Mineral extraction plays a dominant role in many economies and in the lives of billions of people.

Minerals needed for the green energy transition, such as cobalt, nickel, and lithium, are in high demand, bringing new attention to associated environmental, social, and governance risks of mining them.

For journalists, coverage of these “extractive industries” presents opportunities centered in three broad areas:

  • Financial – The revenues from natural resource extraction are important to national economies and government revenue. The interdependency of governments and corporations has been a breeding group for corruption.
  • Environmental – Extraction may result in negative costs to the environment, both locally, for example in water pollution, and internationally, as a contributor to biodiversity loss and global heating.
  • Social and Human Rights – Miners and those in related processing industries often are poorly paid and work in dangerous conditions.

In this guide, GIJN has collected resources to help investigate extractive industries.

Bear in mind that looking at extractive industries likely will require the use of many tools not specific to extractive industries, such as digging into corporate and government records, finding links between business and government officials, and understanding a variety of environmental impacts. And, particularly in this area, there may be security risks.

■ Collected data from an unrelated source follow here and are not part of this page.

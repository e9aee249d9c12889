//! Host seams: lifecycle controls and detached tasks.

use std::cell::{Cell, RefCell};

use async_trait::async_trait;
use futures::future::{join_all, LocalBoxFuture};

/// Error reported by a host lifecycle control.
#[derive(Debug, Clone, PartialEq, Eq, thiserror::Error)]
#[error("{0}")]
pub struct HostError(pub String);

/// Lifecycle controls exposed by the host runtime.
#[async_trait(?Send)]
pub trait WorkerHost {
    /// Activate this version without waiting for old clients to close.
    async fn skip_waiting(&self) -> Result<(), HostError>;

    /// Take control of every open client page.
    async fn claim_clients(&self) -> Result<(), HostError>;
}

/// Runs work the handler does not wait for.
pub trait TaskSpawner {
    /// Start `task` without tying it to the current response.
    fn spawn_detached(&self, task: LocalBoxFuture<'static, ()>);
}

/// Spawner that queues detached tasks until the host drains them.
#[derive(Default)]
pub struct TaskQueue {
    tasks: RefCell<Vec<LocalBoxFuture<'static, ()>>>,
}

impl TaskQueue {
    /// Create an empty queue.
    pub fn new() -> Self {
        Self::default()
    }

    /// Number of tasks waiting to run.
    pub fn pending(&self) -> usize {
        self.tasks.borrow().len()
    }

    /// Run every queued task to completion. Returns how many ran.
    pub async fn run_pending(&self) -> usize {
        let tasks = std::mem::take(&mut *self.tasks.borrow_mut());
        let count = tasks.len();
        join_all(tasks).await;
        count
    }
}

impl TaskSpawner for TaskQueue {
    fn spawn_detached(&self, task: LocalBoxFuture<'static, ()>) {
        self.tasks.borrow_mut().push(task);
    }
}

impl std::fmt::Debug for TaskQueue {
    fn fmt(&self, f: &mut std::fmt::Formatter<'_>) -> std::fmt::Result {
        f.debug_struct("TaskQueue")
            .field("pending", &self.pending())
            .finish()
    }
}

/// Host that records lifecycle calls (for native embedding and tests).
#[derive(Debug, Default)]
pub struct RecordingHost {
    skip_waiting_calls: Cell<u32>,
    claim_calls: Cell<u32>,
    fail_claim: Cell<bool>,
}

impl RecordingHost {
    /// Create a new host.
    pub fn new() -> Self {
        Self::default()
    }

    /// Make `claim_clients` fail.
    pub fn failing_claim(self) -> Self {
        self.fail_claim.set(true);
        self
    }

    /// Times `skip_waiting` was called.
    pub fn skip_waiting_calls(&self) -> u32 {
        self.skip_waiting_calls.get()
    }

    /// Times `claim_clients` was called.
    pub fn claim_calls(&self) -> u32 {
        self.claim_calls.get()
    }
}

#[async_trait(?Send)]
impl WorkerHost for RecordingHost {
    async fn skip_waiting(&self) -> Result<(), HostError> {
        self.skip_waiting_calls.set(self.skip_waiting_calls.get() + 1);
        Ok(())
    }

    async fn claim_clients(&self) -> Result<(), HostError> {
        self.claim_calls.set(self.claim_calls.get() + 1);
        if self.fail_claim.get() {
            return Err(HostError("clients.claim() rejected".to_string()));
        }
        Ok(())
    }
}
//! Offline fallback chain for failed network fetches.

use offline_cache::{CacheKey, CacheResult, CacheStorage};
use offline_core::{FetchRequest, FetchResponse, WorkerConfig};

/// What the cache can offer for a request the network could not serve.
#[derive(Debug, Clone, PartialEq)]
pub enum OfflineFallback {
    /// An entry for this exact request, from any namespace.
    Cached(FetchResponse),
    /// The application shell, for document requests only.
    Shell(FetchResponse),
    /// Nothing applies.
    Unavailable,
}

/// Resolve the fallback for `request`: exact match across all namespaces,
/// then the shell document for navigations.
pub async fn resolve_offline<S: CacheStorage + ?Sized>(
    storage: &S,
    config: &WorkerConfig,
    request: &FetchRequest,
) -> CacheResult<OfflineFallback> {
    if let Some(cached) = storage.match_any(&CacheKey::for_request(request)).await? {
        return Ok(OfflineFallback::Cached(cached));
    }

    if request.is_navigation() {
        let shell_key = CacheKey::for_url(&config.offline_fallback);
        if let Some(shell) = storage.match_any(&shell_key).await? {
            return Ok(OfflineFallback::Shell(shell));
        }
    }

    Ok(OfflineFallback::Unavailable)
}
//! Lifecycle controls, detached tasks and the console log sink.

use async_trait::async_trait;
use futures::future::LocalBoxFuture;
use offline_observability::LogLevel;
use offline_worker::{HostError, TaskSpawner, WorkerHost};
use wasm_bindgen::JsValue;
use wasm_bindgen_futures::JsFuture;
use web_sys::{console, ServiceWorkerGlobalScope};

use super::convert::js_message;

pub(crate) struct WebHost {
    scope: ServiceWorkerGlobalScope,
}

impl WebHost {
    pub(crate) fn new(scope: ServiceWorkerGlobalScope) -> Self {
        Self { scope }
    }
}

fn host_error(value: JsValue) -> HostError {
    HostError(js_message(&value))
}

#[async_trait(?Send)]
impl WorkerHost for WebHost {
    async fn skip_waiting(&self) -> Result<(), HostError> {
        let promise = self.scope.skip_waiting().map_err(host_error)?;
        JsFuture::from(promise).await.map_err(host_error)?;
        Ok(())
    }

    async fn claim_clients(&self) -> Result<(), HostError> {
        JsFuture::from(self.scope.clients().claim())
            .await
            .map_err(host_error)?;
        Ok(())
    }
}

/// Runs detached tasks on the browser event loop.
pub(crate) struct LocalSpawner;

impl TaskSpawner for LocalSpawner {
    fn spawn_detached(&self, task: LocalBoxFuture<'static, ()>) {
        wasm_bindgen_futures::spawn_local(task);
    }
}

pub(crate) fn console_sink(level: LogLevel, line: &str) {
    let line = JsValue::from_str(line);
    match level {
        LogLevel::Trace | LogLevel::Debug => console::debug_1(&line),
        LogLevel::Info => console::log_1(&line),
        LogLevel::Warn => console::warn_1(&line),
        LogLevel::Error => console::error_1(&line),
    }
}
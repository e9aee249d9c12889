//! Network access for the offline worker.
//!
//! This crate provides:
//! - `Network` - Host fetch seam
//! - `FetchError` - Rejections and bad statuses
//! - `ScriptedNetwork` - Route-table network for native hosts and tests

mod client;
mod scripted;

pub use client::*;
pub use scripted::*;
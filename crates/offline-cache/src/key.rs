//! Cache key composition.

use offline_core::{FetchRequest, Method};
use serde::{Deserialize, Serialize};

/// Request identity used to key cache entries: method plus URL.
///
/// The URL fragment never reaches the network, so it is not part of the
/// identity.
#[derive(Debug, Clone, PartialEq, Eq, Hash, PartialOrd, Ord, Serialize, Deserialize)]
pub struct CacheKey {
    method: String,
    url: String,
}

impl CacheKey {
    /// Create a key from a method and URL.
    pub fn new(method: &Method, url: &str) -> Self {
        Self {
            method: method.as_str().to_string(),
            url: strip_fragment(url).to_string(),
        }
    }

    /// Key for an intercepted request.
    pub fn for_request(request: &FetchRequest) -> Self {
        Self::new(&request.method, &request.url)
    }

    /// Key for a GET of `url` (how pre-cached assets are stored).
    pub fn for_url(url: &str) -> Self {
        Self::new(&Method::GET, url)
    }

    /// The request method.
    pub fn method(&self) -> &str {
        &self.method
    }

    /// The request URL without fragment.
    pub fn url(&self) -> &str {
        &self.url
    }
}

impl std::fmt::Display for CacheKey {
    fn fmt(&self, f: &mut std::fmt::Formatter<'_>) -> std::fmt::Result {
        write!(f, "{} {}", self.method, self.url)
    }
}

fn strip_fragment(url: &str) -> &str {
    match url.find('#') {
        Some(idx) => &url[..idx],
        None => url,
    }
}
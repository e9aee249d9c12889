//! Cache storage for the Subasta Argenta offline worker.
//!
//! This crate provides:
//! - `CacheStorage` - Host-provided store of named namespaces
//! - `InMemoryCacheStorage` - Storage for native hosts and tests
//! - `CacheKey` - Request identity (method + URL)
//! - `CacheStatus` - How an intercepted fetch was answered
//!
//! # Example
//!
//! ```ignore
//! use offline_cache::{CacheKey, CacheStorage, InMemoryCacheStorage};
//!
//! let storage = InMemoryCacheStorage::new();
//! storage.put("subasta-argenta-dynamic-v1", &CacheKey::for_url("/"), response).await?;
//! let cached = storage.match_any(&CacheKey::for_url("/")).await?;
//! ```

mod error;
mod key;
mod memory;
mod status;
mod storage;

pub use error::*;
pub use key::*;
pub use memory::*;
pub use status::*;
pub use storage::*;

Most stories will require specific research on government regulatory regimes.

Guides for Journalists

Covering Extractives, created by the Natural Resource Governance Institute (NRGI) in 2020, a nonprofit headquartered in the United States. Specifically aimed at reporters, it starts by explaining the process from exploration to extraction, what should happen to the money at various points along the way, and what to look for when prospecting a story. Focusing on mining concessions granted by governments, the report includes a section on “12 red flags showing main corruption risks in the licensing process.” The red flag list is also discussed in more detail in a 2017 National Oil Company Database report.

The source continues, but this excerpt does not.